-- Opening Marker --

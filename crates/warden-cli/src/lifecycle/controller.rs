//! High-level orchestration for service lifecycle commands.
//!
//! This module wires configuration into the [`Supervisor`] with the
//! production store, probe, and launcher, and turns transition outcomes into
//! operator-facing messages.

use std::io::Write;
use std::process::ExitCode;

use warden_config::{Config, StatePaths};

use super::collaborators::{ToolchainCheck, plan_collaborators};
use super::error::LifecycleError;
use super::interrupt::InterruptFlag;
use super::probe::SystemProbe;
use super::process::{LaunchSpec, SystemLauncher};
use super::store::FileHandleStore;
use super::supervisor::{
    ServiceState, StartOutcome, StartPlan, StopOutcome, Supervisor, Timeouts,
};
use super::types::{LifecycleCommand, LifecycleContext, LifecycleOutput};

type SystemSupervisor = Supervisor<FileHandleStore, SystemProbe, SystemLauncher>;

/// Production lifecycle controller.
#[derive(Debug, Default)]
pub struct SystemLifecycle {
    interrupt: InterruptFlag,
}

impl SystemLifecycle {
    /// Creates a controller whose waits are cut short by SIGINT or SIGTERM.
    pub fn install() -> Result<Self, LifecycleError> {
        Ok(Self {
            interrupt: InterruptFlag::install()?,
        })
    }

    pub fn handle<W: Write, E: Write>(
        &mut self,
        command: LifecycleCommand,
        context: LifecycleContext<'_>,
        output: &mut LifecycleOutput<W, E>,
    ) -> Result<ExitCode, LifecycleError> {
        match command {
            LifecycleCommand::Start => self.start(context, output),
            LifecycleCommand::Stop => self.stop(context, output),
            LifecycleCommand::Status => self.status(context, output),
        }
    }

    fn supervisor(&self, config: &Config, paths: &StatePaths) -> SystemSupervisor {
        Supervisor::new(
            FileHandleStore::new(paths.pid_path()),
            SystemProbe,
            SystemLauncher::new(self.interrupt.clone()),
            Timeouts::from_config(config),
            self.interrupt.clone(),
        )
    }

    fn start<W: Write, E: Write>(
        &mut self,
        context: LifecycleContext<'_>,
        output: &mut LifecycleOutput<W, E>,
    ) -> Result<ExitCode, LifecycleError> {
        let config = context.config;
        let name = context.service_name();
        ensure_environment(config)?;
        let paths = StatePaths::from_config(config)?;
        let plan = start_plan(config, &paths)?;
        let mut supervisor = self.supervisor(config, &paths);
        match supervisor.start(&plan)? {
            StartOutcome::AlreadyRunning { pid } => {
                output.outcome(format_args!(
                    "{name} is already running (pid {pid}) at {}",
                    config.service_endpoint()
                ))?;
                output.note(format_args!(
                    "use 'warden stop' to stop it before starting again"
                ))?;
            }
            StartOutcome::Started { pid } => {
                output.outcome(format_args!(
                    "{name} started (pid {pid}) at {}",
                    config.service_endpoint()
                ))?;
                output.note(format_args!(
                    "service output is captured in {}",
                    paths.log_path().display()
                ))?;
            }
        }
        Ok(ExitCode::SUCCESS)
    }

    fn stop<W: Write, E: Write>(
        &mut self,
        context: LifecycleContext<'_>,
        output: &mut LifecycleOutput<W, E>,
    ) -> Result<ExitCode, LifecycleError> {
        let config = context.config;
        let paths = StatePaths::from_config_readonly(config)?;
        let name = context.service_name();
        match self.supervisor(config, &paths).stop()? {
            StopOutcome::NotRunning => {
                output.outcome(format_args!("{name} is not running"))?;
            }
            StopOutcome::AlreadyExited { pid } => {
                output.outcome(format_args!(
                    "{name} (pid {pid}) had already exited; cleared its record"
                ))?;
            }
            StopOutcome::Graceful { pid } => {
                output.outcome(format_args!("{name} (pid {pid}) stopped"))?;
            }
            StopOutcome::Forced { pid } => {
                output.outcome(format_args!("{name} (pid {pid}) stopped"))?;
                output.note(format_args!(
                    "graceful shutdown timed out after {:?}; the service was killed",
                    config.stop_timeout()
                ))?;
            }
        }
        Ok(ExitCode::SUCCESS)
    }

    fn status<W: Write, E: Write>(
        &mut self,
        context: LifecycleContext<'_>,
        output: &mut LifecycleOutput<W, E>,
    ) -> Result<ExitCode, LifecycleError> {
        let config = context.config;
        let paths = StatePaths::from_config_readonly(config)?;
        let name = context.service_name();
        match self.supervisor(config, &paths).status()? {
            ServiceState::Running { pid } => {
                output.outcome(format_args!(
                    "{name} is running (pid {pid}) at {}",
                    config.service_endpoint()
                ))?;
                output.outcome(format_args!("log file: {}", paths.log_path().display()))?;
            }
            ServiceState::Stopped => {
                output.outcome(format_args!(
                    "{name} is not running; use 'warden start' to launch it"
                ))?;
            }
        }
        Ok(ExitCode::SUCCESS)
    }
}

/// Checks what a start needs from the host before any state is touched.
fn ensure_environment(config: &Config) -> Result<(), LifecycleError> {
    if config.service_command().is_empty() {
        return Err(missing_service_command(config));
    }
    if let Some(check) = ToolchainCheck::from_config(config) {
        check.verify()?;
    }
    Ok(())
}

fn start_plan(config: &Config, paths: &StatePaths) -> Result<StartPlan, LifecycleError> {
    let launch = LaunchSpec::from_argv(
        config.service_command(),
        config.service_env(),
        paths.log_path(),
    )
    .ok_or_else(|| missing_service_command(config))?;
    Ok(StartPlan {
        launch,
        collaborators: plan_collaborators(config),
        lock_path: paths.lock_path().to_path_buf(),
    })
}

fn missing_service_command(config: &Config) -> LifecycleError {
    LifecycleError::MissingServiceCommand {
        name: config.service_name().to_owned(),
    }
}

-- Closing Marker --
-- Opening Marker --

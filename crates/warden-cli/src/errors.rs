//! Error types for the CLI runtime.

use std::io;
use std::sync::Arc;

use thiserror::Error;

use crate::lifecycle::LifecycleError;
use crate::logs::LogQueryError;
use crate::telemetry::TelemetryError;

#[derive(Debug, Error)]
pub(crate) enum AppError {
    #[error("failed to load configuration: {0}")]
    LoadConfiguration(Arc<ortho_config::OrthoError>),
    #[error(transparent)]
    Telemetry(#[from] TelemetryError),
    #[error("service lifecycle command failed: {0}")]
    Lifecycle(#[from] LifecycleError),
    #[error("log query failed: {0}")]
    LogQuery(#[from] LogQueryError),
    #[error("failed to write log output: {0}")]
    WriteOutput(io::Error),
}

-- Closing Marker --

* _To do_
Reproduce word for word the material above, starting with the line that has "filename crates/warden-cli/src/errors.rs" and stopping after the line that has "#[derive(Debug, Error)]".

* _Output_
filename crates/warden-cli/src/errors.rs
//! Error types for the CLI runtime.

use std::io;
use std::sync::Arc;

use thiserror::Error;

use crate::lifecycle::LifecycleError;
use crate::logs::LogQueryError;
use crate::telemetry::TelemetryError;

#[derive(Debug, Error)]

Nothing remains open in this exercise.